§ **Task instructions**
Your answer should be the lines from the start of the records through the line with "as text to a", copied word for word.

(Records contained in a dataset)
------------------------------------------------

//! Rendering surface abstraction
//!
//! The engine never talks to a browser directly. It reads the page through
//! two capabilities: the values of input-bearing controls, and the text of
//! display regions whose content matches a predicate. Both come back in
//! document order.

use std::path::Path;
use std::sync::atomic::{AtomicUsize, Ordering};

use async_trait::async_trait;
use regex::Regex;
use serde::{Deserialize, Serialize};
use thiserror::Error;

use crate::script::ScriptRange;

/// Failures reading from a surface. Never fatal inside the extraction chain.
#[derive(Error, Debug, Clone, PartialEq, Eq)]
pub enum SurfaceError {
    #[error("Control {index} not found ({available} control(s) on the surface)")]
    ControlNotFound { index: usize, available: usize },

    #[error("No region matches {pattern}")]
    RegionNotFound { pattern: String },

    #[error("Surface driver error: {0}")]
    Driver(String),
}

pub type SurfaceResult<T> = std::result::Result<T, SurfaceError>;

/// Content predicate for display regions.
///
/// Every predicate has a regex source so it can be shipped as text to a
/// browser-side driver as well as evaluated in-process against a snapshot.
#[derive(Debug, Clone)]
pub enum TextPredicate {
    /// Text carries at least one code point of the script
    Script(ScriptRange),
    /// Text matches an arbitrary regex
    Pattern(Regex),
}

impl TextPredicate {
    pub fn new(pattern: &str) -> std::result::Result<Self, regex::Error> {
        Ok(TextPredicate::Pattern(Regex::new(pattern)?))
    }

    pub fn target_script(script: ScriptRange) -> Self {
        TextPredicate::Script(script)
    }

    pub fn matches(&self, text: &str) -> bool {
        match self {
            TextPredicate::Script(script) => script.contains_target_script(text),
            TextPredicate::Pattern(regex) => regex.is_match(text),
        }
    }

    pub fn source(&self) -> String {
        match self {
            TextPredicate::Script(script) => script.class_pattern(),
            TextPredicate::Pattern(regex) => regex.as_str().to_string(),
        }
    }
}

/// Read-only view of a rendered page
#[async_trait]
pub trait RenderingSurface: Send + Sync {
    /// Current values of every input-bearing control
    async fn control_values(&self) -> SurfaceResult<Vec<String>>;

    /// Full text of every display region matching `predicate`
    async fn region_texts(&self, predicate: &TextPredicate) -> SurfaceResult<Vec<String>>;

    /// Value of the control at `index` (0-based)
    async fn read_control_value(&self, index: usize) -> SurfaceResult<String> {
        let mut values = self.control_values().await?;
        let available = values.len();
        if index < available {
            Ok(values.swap_remove(index))
        } else {
            Err(SurfaceError::ControlNotFound { index, available })
        }
    }

    /// Text of the last region matching `predicate`
    async fn read_region_text(&self, predicate: &TextPredicate) -> SurfaceResult<String> {
        self.region_texts(predicate)
            .await?
            .pop()
            .ok_or_else(|| SurfaceError::RegionNotFound {
                pattern: predicate.source(),
            })
    }
}

/// A captured page state: control values and region texts in document order
#[derive(Debug, Clone, Default, PartialEq, Eq, Serialize, Deserialize)]
pub struct SurfaceSnapshot {
    #[serde(default)]
    pub controls: Vec<String>,
    #[serde(default)]
    pub regions: Vec<String>,
}

impl SurfaceSnapshot {
    pub fn from_json(json: &str) -> crate::Result<Self> {
        Ok(serde_json::from_str(json)?)
    }

    pub fn from_file(path: &Path) -> crate::Result<Self> {
        let content = std::fs::read_to_string(path)?;
        Self::from_json(&content)
    }
}

/// In-memory surface over a snapshot, with read counters.
///
/// Used for offline inspection of captured pages and as the stub surface in
/// tests. A surface built with [`SnapshotSurface::unavailable`] fails every
/// read with a driver error.
#[derive(Debug, Default)]
pub struct SnapshotSurface {
    snapshot: SurfaceSnapshot,
    unavailable: bool,
    control_reads: AtomicUsize,
    region_reads: AtomicUsize,
}

impl SnapshotSurface {
    pub fn new(snapshot: SurfaceSnapshot) -> Self {
        Self {
            snapshot,
            ..Default::default()
        }
    }

    pub fn with_controls<I, S>(controls: I) -> Self
    where
        I: IntoIterator<Item = S>,
        S: Into<String>,
    {
        Self::new(SurfaceSnapshot {
            controls: controls.into_iter().map(Into::into).collect(),
            regions: Vec::new(),
        })
    }

    pub fn with_regions<I, S>(regions: I) -> Self
    where
        I: IntoIterator<Item = S>,
        S: Into<String>,
    {
        Self::new(SurfaceSnapshot {
            controls: Vec::new(),
            regions: regions.into_iter().map(Into::into).collect(),
        })
    }

    pub fn unavailable() -> Self {
        Self {
            unavailable: true,
            ..Default::default()
        }
    }

    pub fn snapshot(&self) -> &SurfaceSnapshot {
        &self.snapshot
    }

    /// Number of `control_values` calls so far
    pub fn control_reads(&self) -> usize {
        self.control_reads.load(Ordering::SeqCst)
    }

    /// Number of `region_texts` calls so far
    pub fn region_reads(&self) -> usize {
        self.region_reads.load(Ordering::SeqCst)
    }
}

#[async_trait]
impl RenderingSurface for SnapshotSurface {
    async fn control_values(&self) -> SurfaceResult<Vec<String>> {
        self.control_reads.fetch_add(1, Ordering::SeqCst);
        if self.unavailable {
            return Err(SurfaceError::Driver("snapshot surface is unavailable".into()));
        }
        Ok(self.snapshot.controls.clone())
    }

    async fn region_texts(&self, predicate: &TextPredicate) -> SurfaceResult<Vec<String>> {
        self.region_reads.fetch_add(1, Ordering::SeqCst);
        if self.unavailable {
            return Err(SurfaceError::Driver("snapshot surface is unavailable".into()));
        }
        Ok(self
            .snapshot
            .regions
            .iter()
            .filter(|text| predicate.matches(text))
            .cloned()
            .collect())
    }
}
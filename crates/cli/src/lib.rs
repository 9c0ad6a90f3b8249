//! transcheck CLI
//!
//! Command-line interface for running transliteration corpora against the
//! live widget and for inspecting captured pages and saved reports offline.

pub mod commands;
pub mod output;

/// Process exit status of a finished command
#[derive(Debug, Clone, Copy, PartialEq, Eq)]
pub enum Outcome {
    /// Everything checked passed
    Passed,
    /// At least one case or check failed
    Failed,
}

impl Outcome {
    pub fn from_passed(passed: bool) -> Self {
        if passed {
            Outcome::Passed
        } else {
            Outcome::Failed
        }
    }

    pub fn exit_code(self) -> i32 {
        match self {
            Outcome::Passed => 0,
            Outcome::Failed => 1,
        }
    }
}

/// Exit code for fatal errors
pub const FATAL_EXIT_CODE: i32 = 2;
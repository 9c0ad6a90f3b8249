//! Error types for transcheck

use thiserror::Error;

/// Result type alias using the transcheck error
pub type Result<T> = std::result::Result<T, Error>;

/// transcheck error types
#[derive(Error, Debug)]
pub enum Error {
    #[error("IO error: {0}")]
    Io(#[from] std::io::Error),

    #[error("JSON error: {0}")]
    Json(#[from] serde_json::Error),

    #[error("YAML error: {0}")]
    Yaml(#[from] serde_yaml::Error),

    #[error("TOML parse error: {0}")]
    TomlParse(#[from] toml::de::Error),

    #[error("TOML write error: {0}")]
    TomlWrite(#[from] toml::ser::Error),

    #[error("Corpus integrity error in {source_name}: {reason}")]
    CorpusIntegrity { source_name: String, reason: String },

    #[error("Invalid configuration: {0}")]
    InvalidConfig(String),

    #[error("Unsupported corpus format: {0}")]
    UnsupportedFormat(String),
}

impl Error {
    pub fn corpus(source_name: impl Into<String>, reason: impl Into<String>) -> Self {
        Error::CorpusIntegrity {
            source_name: source_name.into(),
            reason: reason.into(),
        }
    }
}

------------------------------------------------

§ **Written response**
//! Rendering surface abstraction
//!
//! The engine never talks to a browser directly. It reads the page through
//! two capabilities: the values of input-bearing controls, and the text of
//! display regions whose content matches a predicate. Both come back in
//! document order.

use std::path::Path;
use std::sync::atomic::{AtomicUsize, Ordering};

use async_trait::async_trait;
use regex::Regex;
use serde::{Deserialize, Serialize};
use thiserror::Error;

use crate::script::ScriptRange;

/// Failures reading from a surface. Never fatal inside the extraction chain.
#[derive(Error, Debug, Clone, PartialEq, Eq)]
pub enum SurfaceError {
    #[error("Control {index} not found ({available} control(s) on the surface)")]
    ControlNotFound { index: usize, available: usize },

    #[error("No region matches {pattern}")]
    RegionNotFound { pattern: String },

    #[error("Surface driver error: {0}")]
    Driver(String),
}

pub type SurfaceResult<T> = std::result::Result<T, SurfaceError>;

/// Content predicate for display regions.
///
/// Every predicate has a regex source so it can be shipped as text to a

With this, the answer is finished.